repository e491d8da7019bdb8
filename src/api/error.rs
use axum::{
    http::StatusCode,
    response::{Html, IntoResponse, Response},
};
use std::fmt;

use super::render;
use crate::services::AuthError;

#[derive(Debug)]
pub enum ApiError {
    NotFound(String),

    DatabaseError(String),

    InternalError(String),
}

impl fmt::Display for ApiError {
    fn fmt(&self, f: &mut fmt::Formatter<'_>) -> fmt::Result {
        match self {
            ApiError::NotFound(msg) => write!(f, "Not found: {}", msg),
            ApiError::DatabaseError(msg) => write!(f, "Database error: {}", msg),
            ApiError::InternalError(msg) => write!(f, "Internal error: {}", msg),
        }
    }
}

impl std::error::Error for ApiError {}

impl IntoResponse for ApiError {
    fn into_response(self) -> Response {
        let (status, error_message) = match &self {
            ApiError::NotFound(msg) => (StatusCode::NOT_FOUND, msg.clone()),
            ApiError::DatabaseError(msg) => {
                tracing::error!("Database error: {}", msg);
                (
                    StatusCode::INTERNAL_SERVER_ERROR,
                    "A database error occurred".to_string(),
                )
            }
            ApiError::InternalError(msg) => {
                tracing::error!("Internal error: {}", msg);
                (
                    StatusCode::INTERNAL_SERVER_ERROR,
                    "An internal error occurred".to_string(),
                )
            }
        };

        match render::error_page(status, &error_message) {
            Ok(body) => (status, Html(body)).into_response(),
            Err(e) => {
                tracing::error!("Failed to render error page: {}", e);
                (status, error_message).into_response()
            }
        }
    }
}

impl From<anyhow::Error> for ApiError {
    fn from(err: anyhow::Error) -> Self {
        ApiError::InternalError(err.to_string())
    }
}

impl From<tower_sessions::session::Error> for ApiError {
    fn from(err: tower_sessions::session::Error) -> Self {
        ApiError::InternalError(format!("Session error: {err}"))
    }
}

impl From<AuthError> for ApiError {
    fn from(err: AuthError) -> Self {
        match err {
            AuthError::Database(msg) => ApiError::DatabaseError(msg),
            other => ApiError::InternalError(other.to_string()),
        }
    }
}

impl ApiError {
    pub fn not_found(resource: impl fmt::Display) -> Self {
        ApiError::NotFound(format!("{} not found", resource))
    }

    pub fn internal(msg: impl Into<String>) -> Self {
        ApiError::InternalError(msg.into())
    }
}
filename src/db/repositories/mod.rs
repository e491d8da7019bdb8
pub mod user;
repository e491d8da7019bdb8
use crate::api::{ApiError, AppState};
use axum::{
    Json,
    extract::State,
    http::{HeaderValue, StatusCode},
    response::IntoResponse,
};
use serde::Serialize;
use std::sync::Arc;

/// GET /metrics
pub async fn get_metrics(State(state): State<Arc<AppState>>) -> Result<String, ApiError> {
    state
        .prometheus_handle
        .as_ref()
        .map(metrics_exporter_prometheus::PrometheusHandle::render)
        .ok_or_else(|| ApiError::not_found("Metrics endpoint"))
}

#[derive(Debug, Serialize)]
pub struct HealthResponse {
    pub status: &'static str,
    pub database: &'static str,
    pub variant: &'static str,
    pub segmentation: bool,
    pub uptime_seconds: u64,
    pub version: &'static str,
}

/// GET /healthz
pub async fn healthz(State(state): State<Arc<AppState>>) -> impl IntoResponse {
    let db_ok = match state.store.ping().await {
        Ok(()) => true,
        Err(e) => {
            tracing::warn!(error = %e, "Health check database ping failed");
            false
        }
    };

    let body = HealthResponse {
        status: if db_ok { "ok" } else { "degraded" },
        database: if db_ok { "ok" } else { "error" },
        variant: state.profile.variant.as_str(),
        segmentation: state.classification.has_segmenter(),
        uptime_seconds: state.start_time.elapsed().as_secs(),
        version: env!("CARGO_PKG_VERSION"),
    };

    let status = if db_ok {
        StatusCode::OK
    } else {
        StatusCode::SERVICE_UNAVAILABLE
    };

    (status, Json(body))
}

use axum::{extract::Request, middleware::Next, response::Response};
use std::time::Instant;
use tracing::{Instrument, info, info_span};
use uuid::Uuid;

pub async fn logging_middleware(req: Request, next: Next) -> Response {
    let start = Instant::now();
    let request_id = Uuid::new_v4().to_string();

    let method = req.method().to_string();
    let uri = req.uri().path().to_string();

    let matched_path = req
        .extensions()
        .get::<axum::extract::MatchedPath>()
        .map(|mp| mp.as_str().to_string());

    let span = info_span!(
        "request",
        request_id = %request_id,
        method = %method,
        path = %uri,
        route = matched_path.clone(),
        user_id = tracing::field::Empty,
    );

    async move {
        let response = next.run(req).await;

        let duration_ms = u64::try_from(start.elapsed().as_millis()).unwrap_or(u64::MAX);
        let status = response.status().as_u16();

        let outcome = if status >= 500 {
            "error"
        } else if status >= 400 {
            "client_error"
        } else {
            "success"
        };

        // Static assets share one label to keep cardinality bounded.
        let metrics_path = match matched_path.as_deref() {
            Some(path) => path.to_string(),
            None if uri.starts_with("/static/") => "/static".to_string(),
            None => uri.clone(),
        };

        let labels = [
            ("method", method.clone()),
            ("path", metrics_path),
            ("status", status.to_string()),
        ];

        metrics::counter!("http_requests_total", &labels).increment(1);
        metrics::histogram!("http_request_duration_seconds", &labels)
            .record(start.elapsed().as_secs_f64());

        info!(
            event = "http_request_finished",
            duration_ms = duration_ms,
            status_code = status,
            outcome = %outcome,
            "Request finished"
        );

        response
    }
    .instrument(span)
    .await
}

pub async fn security_headers_middleware(req: Request, next: Next) -> Response {
    let mut response = next.run(req).await;
    let headers = response.headers_mut();

    headers.insert(
        "x-content-type-options",
        HeaderValue::from_static("nosniff"),
    );
    headers.insert("x-frame-options", HeaderValue::from_static("DENY"));
    headers.insert(
        "referrer-policy",
        HeaderValue::from_static("same-origin"),
    );
    headers.insert(
        "content-security-policy",
        HeaderValue::from_static(
            "default-src 'self'; img-src 'self' data:; style-src 'self'; form-action 'self'; frame-ancestors 'none'; base-uri 'self'",
        ),
    );

    response
}
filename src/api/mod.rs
use axum::{Router, extract::DefaultBodyLimit, middleware, routing::get};
use std::sync::Arc;
use tower_http::trace::TraceLayer;
use tower_sessions::{Expiry, SessionManagerLayer, cookie::Key, cookie::SameSite};
use tower_sessions_sqlx_store::SqliteStore;
use sea_orm::ConnectionTrait;

use crate::config::Config;
use crate::db::Store;
use crate::domain::DeploymentProfile;
use crate::services::{AuthService, ClassificationService, Model, SeaOrmAuthService};
use metrics_exporter_prometheus::PrometheusHandle;

mod assets;
pub mod auth;
mod error;
mod observability;
mod pages;
pub mod render;
pub mod session;
mod upload;

pub use error::ApiError;
pub use session::SessionContext;

#[derive(Clone)]
pub struct AppState {
    pub config: Arc<Config>,

    pub profile: Arc<DeploymentProfile>,

    pub store: Store,

    pub auth: Arc<dyn AuthService>,

    pub classification: Arc<ClassificationService>,

    /// Session records live in the application database so expired ones can
    /// be reaped.
    pub session_store: SqliteStore,

    pub start_time: std::time::Instant,

    pub prometheus_handle: Option<PrometheusHandle>,
}

/// Builds state around models that are already loaded. The upload
/// directory and the session table are created if missing.
pub async fn create_app_state(
    config: Config,
    store: Store,
    classifier: Arc<dyn Model>,
    segmenter: Option<Arc<dyn Model>>,
    prometheus_handle: Option<PrometheusHandle>,
) -> anyhow::Result<Arc<AppState>> {
    use anyhow::Context;

    let profile = config.profile.resolve();

    tokio::fs::create_dir_all(&config.uploads.directory)
        .await
        .with_context(|| {
            format!(
                "Failed to create upload directory {}",
                config.uploads.directory
            )
        })?;

    if store.conn.get_database_backend() != sea_orm::DbBackend::Sqlite {
        anyhow::bail!("Session storage requires a SQLite database");
    }
    let session_store = SqliteStore::new(store.conn.get_sqlite_connection_pool().clone());
    session_store
        .migrate()
        .await
        .context("Failed to create session table")?;

    let auth: Arc<dyn AuthService> = Arc::new(SeaOrmAuthService::new(
        store.clone(),
        config.security.clone(),
    ));

    let classification = Arc::new(ClassificationService::from_config(
        &config, &profile, classifier, segmenter,
    ));

    Ok(Arc::new(AppState {
        config: Arc::new(config),
        profile: Arc::new(profile),
        store,
        auth,
        classification,
        session_store,
        start_time: std::time::Instant::now(),
        prometheus_handle,
    }))
}

/// Opens the database and loads the configured models. Any failure here is
/// a startup error.
pub async fn create_app_state_from_config(
    config: Config,
    prometheus_handle: Option<PrometheusHandle>,
) -> anyhow::Result<Arc<AppState>> {
    let store = Store::with_pool_options(
        &config.general.database_path,
        config.general.max_db_connections,
        config.general.min_db_connections,
    )
    .await?;

    let models = config.models.clone();
    let (classifier, segmenter) = tokio::task::spawn_blocking(move || {
        crate::services::inference::load_configured_models(&models)
    })
    .await??;

    create_app_state(config, store, classifier, segmenter, prometheus_handle).await
}

pub fn router(state: Arc<AppState>) -> anyhow::Result<Router> {
    let config = &state.config;

    let key = if config.session.secret.is_empty() {
        Key::generate()
    } else {
        Key::try_from(config.session.secret.as_bytes())
            .map_err(|e| anyhow::anyhow!("Invalid session secret: {e}"))?
    };

    let session_layer = SessionManagerLayer::new(state.session_store.clone())
        .with_name("imgclass_session")
        .with_secure(config.server.secure_cookies)
        .with_http_only(true)
        .with_same_site(SameSite::Lax)
        .with_expiry(Expiry::OnInactivity(time::Duration::seconds(
            config.session.idle_timeout_minutes.saturating_mul(60),
        )))
        .with_signed(key);

    let body_limit = config.server.max_upload_bytes;

    let protected_routes = create_protected_router(&state);

    Ok(Router::new()
        .merge(protected_routes)
        .route("/", get(pages::index))
        .route("/register", get(auth::register_page).post(auth::register))
        .route("/login", get(auth::login_page).post(auth::login))
        .route("/logout", get(auth::logout))
        .route("/faq", get(pages::faq))
        .route("/Howitworks", get(pages::how_it_works))
        .route("/healthz", get(observability::healthz))
        .route("/static/{*path}", get(assets::serve_asset))
        .fallback(pages::not_found)
        .layer(DefaultBodyLimit::max(body_limit))
        .layer(session_layer)
        .with_state(state)
        .layer(middleware::from_fn(observability::security_headers_middleware))
        .layer(middleware::from_fn(observability::logging_middleware))
        .layer(TraceLayer::new_for_http()))
}

fn create_protected_router(state: &AppState) -> Router<Arc<AppState>> {
    let mut routes = Router::new()
        .route("/uploadmri", get(upload::upload_page).post(upload::upload))
        .route("/segment", get(upload::segment_page).post(upload::segment))
        .route("/dashboard", get(pages::dashboard))
        .route("/home", get(pages::home));

    if state.prometheus_handle.is_some() {
        routes = routes.route("/metrics", get(observability::get_metrics));
    }

    routes.route_layer(middleware::from_fn(auth::require_login))
}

═══

▸ Task statement:
This task needs one value: the number of lines in the material above that contain the word "ping".

▸ Answer to the problem:
2